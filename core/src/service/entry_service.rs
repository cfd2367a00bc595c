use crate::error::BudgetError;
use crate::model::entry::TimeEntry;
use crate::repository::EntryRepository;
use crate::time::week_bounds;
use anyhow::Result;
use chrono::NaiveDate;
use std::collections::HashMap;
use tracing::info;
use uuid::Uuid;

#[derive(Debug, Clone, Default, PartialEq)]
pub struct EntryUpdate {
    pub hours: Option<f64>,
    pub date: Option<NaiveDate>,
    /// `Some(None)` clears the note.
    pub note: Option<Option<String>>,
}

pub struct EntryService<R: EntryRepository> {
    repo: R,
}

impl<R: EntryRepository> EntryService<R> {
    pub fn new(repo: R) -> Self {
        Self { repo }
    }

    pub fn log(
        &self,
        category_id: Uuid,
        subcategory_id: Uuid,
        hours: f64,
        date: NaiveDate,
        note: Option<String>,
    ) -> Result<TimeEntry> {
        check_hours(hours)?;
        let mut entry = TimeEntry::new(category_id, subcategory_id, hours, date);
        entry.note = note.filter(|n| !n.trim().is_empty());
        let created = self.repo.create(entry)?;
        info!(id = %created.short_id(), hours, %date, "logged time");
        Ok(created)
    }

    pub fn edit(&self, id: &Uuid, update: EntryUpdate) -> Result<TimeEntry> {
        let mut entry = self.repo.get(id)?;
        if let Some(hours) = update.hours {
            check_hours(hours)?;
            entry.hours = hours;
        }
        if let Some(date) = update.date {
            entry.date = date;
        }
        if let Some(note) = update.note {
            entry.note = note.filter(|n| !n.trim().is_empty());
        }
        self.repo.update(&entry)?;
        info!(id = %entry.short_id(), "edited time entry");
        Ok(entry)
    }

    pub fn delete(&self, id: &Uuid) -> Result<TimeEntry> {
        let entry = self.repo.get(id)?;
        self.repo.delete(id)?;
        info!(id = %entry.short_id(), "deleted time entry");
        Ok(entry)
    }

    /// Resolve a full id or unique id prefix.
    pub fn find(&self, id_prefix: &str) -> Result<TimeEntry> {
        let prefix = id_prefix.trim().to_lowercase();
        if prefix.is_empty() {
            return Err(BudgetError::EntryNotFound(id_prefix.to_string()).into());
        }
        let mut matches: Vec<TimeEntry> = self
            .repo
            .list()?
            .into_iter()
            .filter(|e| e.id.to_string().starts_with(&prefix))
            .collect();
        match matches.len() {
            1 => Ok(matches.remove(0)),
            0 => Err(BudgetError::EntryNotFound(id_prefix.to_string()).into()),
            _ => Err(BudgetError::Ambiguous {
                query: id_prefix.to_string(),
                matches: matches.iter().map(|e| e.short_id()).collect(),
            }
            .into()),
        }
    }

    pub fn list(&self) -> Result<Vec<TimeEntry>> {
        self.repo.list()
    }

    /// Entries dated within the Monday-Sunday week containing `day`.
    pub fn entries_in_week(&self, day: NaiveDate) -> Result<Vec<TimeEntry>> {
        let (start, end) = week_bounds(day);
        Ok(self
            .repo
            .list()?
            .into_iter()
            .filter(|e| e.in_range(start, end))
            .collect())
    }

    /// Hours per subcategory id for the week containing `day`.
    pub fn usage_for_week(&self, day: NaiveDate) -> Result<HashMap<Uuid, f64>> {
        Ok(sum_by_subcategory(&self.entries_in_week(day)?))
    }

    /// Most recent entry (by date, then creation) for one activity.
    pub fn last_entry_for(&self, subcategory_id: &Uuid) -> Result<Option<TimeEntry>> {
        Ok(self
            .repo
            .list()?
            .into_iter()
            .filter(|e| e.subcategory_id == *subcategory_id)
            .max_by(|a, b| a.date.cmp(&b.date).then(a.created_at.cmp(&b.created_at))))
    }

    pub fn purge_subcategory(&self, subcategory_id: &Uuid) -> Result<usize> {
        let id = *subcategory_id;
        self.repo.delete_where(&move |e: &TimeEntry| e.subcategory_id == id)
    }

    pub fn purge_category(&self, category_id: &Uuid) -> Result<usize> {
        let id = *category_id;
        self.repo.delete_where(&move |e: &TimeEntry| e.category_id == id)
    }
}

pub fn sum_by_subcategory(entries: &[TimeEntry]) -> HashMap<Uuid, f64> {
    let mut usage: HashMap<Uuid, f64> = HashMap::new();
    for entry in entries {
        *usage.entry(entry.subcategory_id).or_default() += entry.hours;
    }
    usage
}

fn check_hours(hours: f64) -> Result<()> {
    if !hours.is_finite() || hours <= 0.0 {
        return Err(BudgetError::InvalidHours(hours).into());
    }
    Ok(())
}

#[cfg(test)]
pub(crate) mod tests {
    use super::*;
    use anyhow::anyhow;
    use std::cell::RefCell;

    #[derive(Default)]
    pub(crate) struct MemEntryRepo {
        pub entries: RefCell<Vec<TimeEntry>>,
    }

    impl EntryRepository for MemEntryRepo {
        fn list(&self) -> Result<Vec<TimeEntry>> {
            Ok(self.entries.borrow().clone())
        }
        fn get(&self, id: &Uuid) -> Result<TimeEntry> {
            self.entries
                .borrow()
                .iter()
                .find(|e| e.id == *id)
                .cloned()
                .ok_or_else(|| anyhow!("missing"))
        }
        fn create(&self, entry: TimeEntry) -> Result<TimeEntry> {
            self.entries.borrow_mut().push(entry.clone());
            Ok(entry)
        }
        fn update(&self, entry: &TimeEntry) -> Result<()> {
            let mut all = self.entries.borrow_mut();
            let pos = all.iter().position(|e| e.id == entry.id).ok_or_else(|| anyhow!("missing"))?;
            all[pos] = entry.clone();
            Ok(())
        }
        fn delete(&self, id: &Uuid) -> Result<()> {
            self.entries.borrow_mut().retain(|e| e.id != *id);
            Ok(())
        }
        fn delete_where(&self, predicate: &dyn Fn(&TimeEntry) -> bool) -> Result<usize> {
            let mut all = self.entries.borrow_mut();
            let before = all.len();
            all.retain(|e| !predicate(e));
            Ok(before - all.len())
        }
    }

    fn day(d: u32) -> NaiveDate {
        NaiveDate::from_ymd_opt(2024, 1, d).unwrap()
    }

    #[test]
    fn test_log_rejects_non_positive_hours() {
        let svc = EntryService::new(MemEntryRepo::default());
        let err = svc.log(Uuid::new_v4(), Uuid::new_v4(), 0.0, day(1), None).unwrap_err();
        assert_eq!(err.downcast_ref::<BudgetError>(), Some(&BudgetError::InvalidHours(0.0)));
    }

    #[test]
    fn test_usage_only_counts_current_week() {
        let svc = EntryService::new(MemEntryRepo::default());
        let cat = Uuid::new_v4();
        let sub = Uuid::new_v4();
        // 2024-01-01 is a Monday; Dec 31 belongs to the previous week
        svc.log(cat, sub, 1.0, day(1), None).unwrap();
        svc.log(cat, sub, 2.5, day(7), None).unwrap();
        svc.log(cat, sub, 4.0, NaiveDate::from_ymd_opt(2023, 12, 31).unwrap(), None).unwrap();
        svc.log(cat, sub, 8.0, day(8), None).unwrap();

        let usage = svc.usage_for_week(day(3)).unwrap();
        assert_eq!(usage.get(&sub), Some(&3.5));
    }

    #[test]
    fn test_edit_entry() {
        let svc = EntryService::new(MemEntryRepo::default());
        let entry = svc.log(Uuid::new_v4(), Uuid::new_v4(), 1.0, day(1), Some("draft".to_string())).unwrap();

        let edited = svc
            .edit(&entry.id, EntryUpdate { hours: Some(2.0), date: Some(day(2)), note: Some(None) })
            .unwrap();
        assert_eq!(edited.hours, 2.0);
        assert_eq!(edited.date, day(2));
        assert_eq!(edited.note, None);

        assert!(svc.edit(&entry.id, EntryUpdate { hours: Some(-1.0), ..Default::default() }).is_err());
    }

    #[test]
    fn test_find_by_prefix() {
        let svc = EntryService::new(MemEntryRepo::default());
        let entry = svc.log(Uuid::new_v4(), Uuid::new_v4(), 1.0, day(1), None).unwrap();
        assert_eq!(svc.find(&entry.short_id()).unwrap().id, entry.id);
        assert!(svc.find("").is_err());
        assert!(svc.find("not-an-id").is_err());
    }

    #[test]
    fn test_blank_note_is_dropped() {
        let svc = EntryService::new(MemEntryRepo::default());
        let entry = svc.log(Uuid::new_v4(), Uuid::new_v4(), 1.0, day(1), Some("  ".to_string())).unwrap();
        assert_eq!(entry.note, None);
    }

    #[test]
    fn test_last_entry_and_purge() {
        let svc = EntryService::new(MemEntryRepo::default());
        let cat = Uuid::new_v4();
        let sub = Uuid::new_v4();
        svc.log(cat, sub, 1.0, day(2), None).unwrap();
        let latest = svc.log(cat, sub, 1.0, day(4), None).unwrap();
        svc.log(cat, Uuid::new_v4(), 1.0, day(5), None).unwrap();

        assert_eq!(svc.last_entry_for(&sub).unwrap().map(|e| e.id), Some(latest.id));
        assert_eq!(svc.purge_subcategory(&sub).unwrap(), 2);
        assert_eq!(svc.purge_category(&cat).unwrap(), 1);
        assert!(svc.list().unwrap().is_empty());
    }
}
* * *
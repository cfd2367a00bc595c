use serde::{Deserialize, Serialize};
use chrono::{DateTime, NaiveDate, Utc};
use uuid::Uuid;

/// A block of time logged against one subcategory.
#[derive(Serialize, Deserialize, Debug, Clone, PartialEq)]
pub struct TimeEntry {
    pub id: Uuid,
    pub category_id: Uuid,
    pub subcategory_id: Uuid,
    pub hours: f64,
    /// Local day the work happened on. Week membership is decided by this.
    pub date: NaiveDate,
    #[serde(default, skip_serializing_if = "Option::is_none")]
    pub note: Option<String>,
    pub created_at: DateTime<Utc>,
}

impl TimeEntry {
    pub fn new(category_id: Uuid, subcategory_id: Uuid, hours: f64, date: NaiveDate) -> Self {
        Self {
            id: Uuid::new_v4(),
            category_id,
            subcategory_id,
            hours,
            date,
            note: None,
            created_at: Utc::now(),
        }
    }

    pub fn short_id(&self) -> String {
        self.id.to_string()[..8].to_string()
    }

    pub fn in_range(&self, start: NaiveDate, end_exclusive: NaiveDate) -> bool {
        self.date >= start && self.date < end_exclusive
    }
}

### TASK
Only one stretch of the entries above is wanted: the lines from the one containing "self.repo.delete_where(&move |e: &TimeEntry| e.category_id" through the one containing "for entry in". Please reproduce it exactly.

### RESPONSE BOX
        self.repo.delete_where(&move |e: &TimeEntry| e.category_id == id)
    }
}

pub fn sum_by_subcategory(entries: &[TimeEntry]) -> HashMap<Uuid, f64> {
    let mut usage: HashMap<Uuid, f64> = HashMap::new();
    for entry in entries {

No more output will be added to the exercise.